The problem: Print verbatim every line starting at the one that contains "pub mod content;" and ending at the final line of the records; include both endpoints.

*** The records ***

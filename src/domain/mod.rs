//! Domain types for gist.
//!
//! - Content: extracted records and their IDs
//! - Filter: transient query criteria

pub mod content;
pub mod filter;

pub use content::{iso_millis, now_millis, ContentId, ContentRecord};
pub use filter::{DateRange, DomainFilter, FilterCriteria, ParseFilterError, SortBy, SortOrder};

***

Finished exercise:
pub mod content;
pub mod filter;

pub use content::{iso_millis, now_millis, ContentId, ContentRecord};
pub use filter::{DateRange, DomainFilter, FilterCriteria, ParseFilterError, SortBy, SortOrder};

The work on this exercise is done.